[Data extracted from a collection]
========

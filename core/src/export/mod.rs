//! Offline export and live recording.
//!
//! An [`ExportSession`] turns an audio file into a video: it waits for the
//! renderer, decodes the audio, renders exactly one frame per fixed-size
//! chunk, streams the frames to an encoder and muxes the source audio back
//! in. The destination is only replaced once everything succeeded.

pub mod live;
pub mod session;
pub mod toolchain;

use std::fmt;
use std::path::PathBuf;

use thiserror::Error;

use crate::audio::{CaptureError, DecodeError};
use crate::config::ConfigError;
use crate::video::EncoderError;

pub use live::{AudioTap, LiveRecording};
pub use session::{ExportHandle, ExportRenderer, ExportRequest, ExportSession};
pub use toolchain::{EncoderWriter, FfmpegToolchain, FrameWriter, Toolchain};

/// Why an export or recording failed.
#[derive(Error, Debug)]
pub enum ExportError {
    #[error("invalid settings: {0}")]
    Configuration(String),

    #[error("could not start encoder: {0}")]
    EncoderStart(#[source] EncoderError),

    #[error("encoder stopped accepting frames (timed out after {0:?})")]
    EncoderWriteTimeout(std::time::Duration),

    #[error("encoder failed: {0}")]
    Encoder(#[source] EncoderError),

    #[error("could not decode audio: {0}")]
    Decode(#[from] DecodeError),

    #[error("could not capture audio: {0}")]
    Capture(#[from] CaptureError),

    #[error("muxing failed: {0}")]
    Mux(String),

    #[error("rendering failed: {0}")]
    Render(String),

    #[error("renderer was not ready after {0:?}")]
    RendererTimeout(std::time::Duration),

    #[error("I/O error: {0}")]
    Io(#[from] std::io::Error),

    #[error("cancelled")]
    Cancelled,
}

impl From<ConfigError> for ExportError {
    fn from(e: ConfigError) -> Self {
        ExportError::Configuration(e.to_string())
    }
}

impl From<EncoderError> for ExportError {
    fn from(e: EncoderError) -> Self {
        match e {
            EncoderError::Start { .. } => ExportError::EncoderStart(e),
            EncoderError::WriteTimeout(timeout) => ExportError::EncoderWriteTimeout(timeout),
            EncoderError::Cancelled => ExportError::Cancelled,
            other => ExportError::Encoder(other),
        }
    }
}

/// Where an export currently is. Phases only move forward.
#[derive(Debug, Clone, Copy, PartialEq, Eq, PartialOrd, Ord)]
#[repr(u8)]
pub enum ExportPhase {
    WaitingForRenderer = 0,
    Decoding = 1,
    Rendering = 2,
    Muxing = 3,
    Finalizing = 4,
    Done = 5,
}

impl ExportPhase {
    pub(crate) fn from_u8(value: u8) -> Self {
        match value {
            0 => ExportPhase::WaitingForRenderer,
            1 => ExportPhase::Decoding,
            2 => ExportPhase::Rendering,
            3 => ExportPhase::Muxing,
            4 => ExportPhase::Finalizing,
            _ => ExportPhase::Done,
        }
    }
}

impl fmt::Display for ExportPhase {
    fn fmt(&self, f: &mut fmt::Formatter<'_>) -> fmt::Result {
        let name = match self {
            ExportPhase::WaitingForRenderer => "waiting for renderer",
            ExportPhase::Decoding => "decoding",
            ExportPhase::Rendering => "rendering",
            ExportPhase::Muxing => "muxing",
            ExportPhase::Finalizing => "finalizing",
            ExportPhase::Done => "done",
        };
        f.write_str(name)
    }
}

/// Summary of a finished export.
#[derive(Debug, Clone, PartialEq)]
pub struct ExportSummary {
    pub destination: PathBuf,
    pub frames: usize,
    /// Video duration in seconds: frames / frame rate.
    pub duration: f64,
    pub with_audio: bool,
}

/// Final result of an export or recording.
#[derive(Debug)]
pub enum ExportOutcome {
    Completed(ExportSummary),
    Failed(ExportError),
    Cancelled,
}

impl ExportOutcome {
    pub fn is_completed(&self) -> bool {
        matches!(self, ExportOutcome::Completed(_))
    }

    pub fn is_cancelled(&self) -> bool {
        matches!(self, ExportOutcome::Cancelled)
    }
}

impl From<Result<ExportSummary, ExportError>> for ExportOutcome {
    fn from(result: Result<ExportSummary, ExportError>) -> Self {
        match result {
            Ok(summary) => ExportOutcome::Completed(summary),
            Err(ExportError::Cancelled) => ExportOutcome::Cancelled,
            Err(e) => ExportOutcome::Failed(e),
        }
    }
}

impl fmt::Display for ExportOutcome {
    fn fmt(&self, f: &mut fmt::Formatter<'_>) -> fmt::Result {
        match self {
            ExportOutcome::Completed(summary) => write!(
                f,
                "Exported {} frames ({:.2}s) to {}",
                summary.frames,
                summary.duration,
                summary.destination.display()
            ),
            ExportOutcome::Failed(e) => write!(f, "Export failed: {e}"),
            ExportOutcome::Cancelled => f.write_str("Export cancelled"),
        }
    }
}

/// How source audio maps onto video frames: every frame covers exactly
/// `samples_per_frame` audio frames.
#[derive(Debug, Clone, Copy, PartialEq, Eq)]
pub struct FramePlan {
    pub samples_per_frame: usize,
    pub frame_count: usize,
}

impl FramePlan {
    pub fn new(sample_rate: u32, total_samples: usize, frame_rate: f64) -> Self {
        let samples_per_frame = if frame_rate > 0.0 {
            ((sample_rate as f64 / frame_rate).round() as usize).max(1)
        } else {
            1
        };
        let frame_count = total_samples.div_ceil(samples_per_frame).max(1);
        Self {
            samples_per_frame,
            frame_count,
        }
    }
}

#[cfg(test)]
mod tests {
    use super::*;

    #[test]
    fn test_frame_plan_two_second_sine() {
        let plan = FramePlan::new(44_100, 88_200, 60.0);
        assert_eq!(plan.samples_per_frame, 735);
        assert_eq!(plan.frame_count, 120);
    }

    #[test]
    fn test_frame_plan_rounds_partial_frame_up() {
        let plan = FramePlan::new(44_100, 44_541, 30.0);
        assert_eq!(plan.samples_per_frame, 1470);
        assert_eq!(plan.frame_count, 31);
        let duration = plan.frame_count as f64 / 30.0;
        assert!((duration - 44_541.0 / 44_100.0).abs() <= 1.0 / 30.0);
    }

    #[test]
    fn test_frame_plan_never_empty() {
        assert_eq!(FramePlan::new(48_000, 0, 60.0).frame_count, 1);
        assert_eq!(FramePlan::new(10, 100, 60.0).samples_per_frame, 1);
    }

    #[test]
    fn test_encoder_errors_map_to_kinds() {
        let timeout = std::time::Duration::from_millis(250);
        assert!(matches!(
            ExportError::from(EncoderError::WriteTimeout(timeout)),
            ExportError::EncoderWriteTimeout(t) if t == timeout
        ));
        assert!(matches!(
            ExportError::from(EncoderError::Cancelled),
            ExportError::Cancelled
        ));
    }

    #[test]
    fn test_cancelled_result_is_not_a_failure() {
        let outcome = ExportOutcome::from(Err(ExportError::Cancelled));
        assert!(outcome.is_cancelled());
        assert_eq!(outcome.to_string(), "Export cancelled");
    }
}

========

What is needed here is an exact reproduction of all the entries.

filename core/src/export/mod.rs
//! Offline export and live recording.
//!
//! An [`ExportSession`] turns an audio file into a video: it waits for the
//! renderer, decodes the audio, renders exactly one frame per fixed-size
//! chunk, streams the frames to an encoder and muxes the source audio back
//! in. The destination is only replaced once everything succeeded.

pub mod live;
pub mod session;
pub mod toolchain;

use std::fmt;
use std::path::PathBuf;

use thiserror::Error;

use crate::audio::{CaptureError, DecodeError};
use crate::config::ConfigError;
use crate::video::EncoderError;

pub use live::{AudioTap, LiveRecording};
pub use session::{ExportHandle, ExportRenderer, ExportRequest, ExportSession};
pub use toolchain::{EncoderWriter, FfmpegToolchain, FrameWriter, Toolchain};

/// Why an export or recording failed.
#[derive(Error, Debug)]
pub enum ExportError {
    #[error("invalid settings: {0}")]
    Configuration(String),

    #[error("could not start encoder: {0}")]
    EncoderStart(#[source] EncoderError),

    #[error("encoder stopped accepting frames (timed out after {0:?})")]
    EncoderWriteTimeout(std::time::Duration),

    #[error("encoder failed: {0}")]
    Encoder(#[source] EncoderError),

    #[error("could not decode audio: {0}")]
    Decode(#[from] DecodeError),

    #[error("could not capture audio: {0}")]
    Capture(#[from] CaptureError),

    #[error("muxing failed: {0}")]
    Mux(String),

    #[error("rendering failed: {0}")]
    Render(String),

    #[error("renderer was not ready after {0:?}")]
    RendererTimeout(std::time::Duration),

    #[error("I/O error: {0}")]
    Io(#[from] std::io::Error),

    #[error("cancelled")]
    Cancelled,
}

impl From<ConfigError> for ExportError {
    fn from(e: ConfigError) -> Self {
        ExportError::Configuration(e.to_string())
    }
}

impl From<EncoderError> for ExportError {
    fn from(e: EncoderError) -> Self {
        match e {
            EncoderError::Start { .. } => ExportError::EncoderStart(e),
            EncoderError::WriteTimeout(timeout) => ExportError::EncoderWriteTimeout(timeout),
            EncoderError::Cancelled => ExportError::Cancelled,
            other => ExportError::Encoder(other),
        }
    }
}

/// Where an export currently is. Phases only move forward.
#[derive(Debug, Clone, Copy, PartialEq, Eq, PartialOrd, Ord)]
#[repr(u8)]
pub enum ExportPhase {
    WaitingForRenderer = 0,
    Decoding = 1,
    Rendering = 2,
    Muxing = 3,
    Finalizing = 4,
    Done = 5,
}

impl ExportPhase {
    pub(crate) fn from_u8(value: u8) -> Self {
        match value {
            0 => ExportPhase::WaitingForRenderer,
            1 => ExportPhase::Decoding,
            2 => ExportPhase::Rendering,
            3 => ExportPhase::Muxing,
            4 => ExportPhase::Finalizing,
            _ => ExportPhase::Done,
        }
    }
}

impl fmt::Display for ExportPhase {
    fn fmt(&self, f: &mut fmt::Formatter<'_>) -> fmt::Result {
        let name = match self {
            ExportPhase::WaitingForRenderer => "waiting for renderer",
            ExportPhase::Decoding => "decoding",
            ExportPhase::Rendering => "rendering",
            ExportPhase::Muxing => "muxing",
            ExportPhase::Finalizing => "finalizing",
            ExportPhase::Done => "done",
        };
        f.write_str(name)
    }
}

/// Summary of a finished export.
#[derive(Debug, Clone, PartialEq)]
pub struct ExportSummary {
    pub destination: PathBuf,
    pub frames: usize,
    /// Video duration in seconds: frames / frame rate.
    pub duration: f64,
    pub with_audio: bool,
}

/// Final result of an export or recording.
#[derive(Debug)]
pub enum ExportOutcome {
    Completed(ExportSummary),
    Failed(ExportError),
    Cancelled,
}

impl ExportOutcome {
    pub fn is_completed(&self) -> bool {
        matches!(self, ExportOutcome::Completed(_))
    }

    pub fn is_cancelled(&self) -> bool {
        matches!(self, ExportOutcome::Cancelled)
    }
}

impl From<Result<ExportSummary, ExportError>> for ExportOutcome {
    fn from(result: Result<ExportSummary, ExportError>) -> Self {
        match result {
            Ok(summary) => ExportOutcome::Completed(summary),
            Err(ExportError::Cancelled) => ExportOutcome::Cancelled,
            Err(e) => ExportOutcome::Failed(e),
        }
    }
}

impl fmt::Display for ExportOutcome {
    fn fmt(&self, f: &mut fmt::Formatter<'_>) -> fmt::Result {
        match self {
            ExportOutcome::Completed(summary) => write!(
                f,
                "Exported {} frames ({:.2}s) to {}",
                summary.frames,
                summary.duration,
                summary.destination.display()
            ),
            ExportOutcome::Failed(e) => write!(f, "Export failed: {e}"),
            ExportOutcome::Cancelled => f.write_str("Export cancelled"),
        }
    }
}

/// How source audio maps onto video frames: every frame covers exactly
/// `samples_per_frame` audio frames.
#[derive(Debug, Clone, Copy, PartialEq, Eq)]
pub struct FramePlan {
    pub samples_per_frame: usize,
    pub frame_count: usize,
}

impl FramePlan {
    pub fn new(sample_rate: u32, total_samples: usize, frame_rate: f64) -> Self {
        let samples_per_frame = if frame_rate > 0.0 {
            ((sample_rate as f64 / frame_rate).round() as usize).max(1)
        } else {
            1
        };
        let frame_count = total_samples.div_ceil(samples_per_frame).max(1);
        Self {
            samples_per_frame,
            frame_count,
        }
    }
}

#[cfg(test)]
mod tests {
    use super::*;

    #[test]
    fn test_frame_plan_two_second_sine() {
        let plan = FramePlan::new(44_100, 88_200, 60.0);
        assert_eq!(plan.samples_per_frame, 735);
        assert_eq!(plan.frame_count, 120);
    }

    #[test]
    fn test_frame_plan_rounds_partial_frame_up() {
        let plan = FramePlan::new(44_100, 44_541, 30.0);
        assert_eq!(plan.samples_per_frame, 1470);
        assert_eq!(plan.frame_count, 31);
        let duration = plan.frame_count as f64 / 30.0;
        assert!((duration - 44_541.0 / 44_100.0).abs() <= 1.0 / 30.0);
    }

    #[test]
    fn test_frame_plan_never_empty() {
        assert_eq!(FramePlan::new(48_000, 0, 60.0).frame_count, 1);
        assert_eq!(FramePlan::new(10, 100, 60.0).samples_per_frame, 1);
    }

    #[test]
    fn test_encoder_errors_map_to_kinds() {
        let timeout = std::time::Duration::from_millis(250);
        assert!(matches!(
            ExportError::from(EncoderError::WriteTimeout(timeout)),
            ExportError::EncoderWriteTimeout(t) if t == timeout
        ));
        assert!(matches!(
            ExportError::from(EncoderError::Cancelled),
            ExportError::Cancelled
        ));
    }

    #[test]
    fn test_cancelled_result_is_not_a_failure() {
        let outcome = ExportOutcome::from(Err(ExportError::Cancelled));
        assert!(outcome.is_cancelled());
        assert_eq!(outcome.to_string(), "Export cancelled");
    }
}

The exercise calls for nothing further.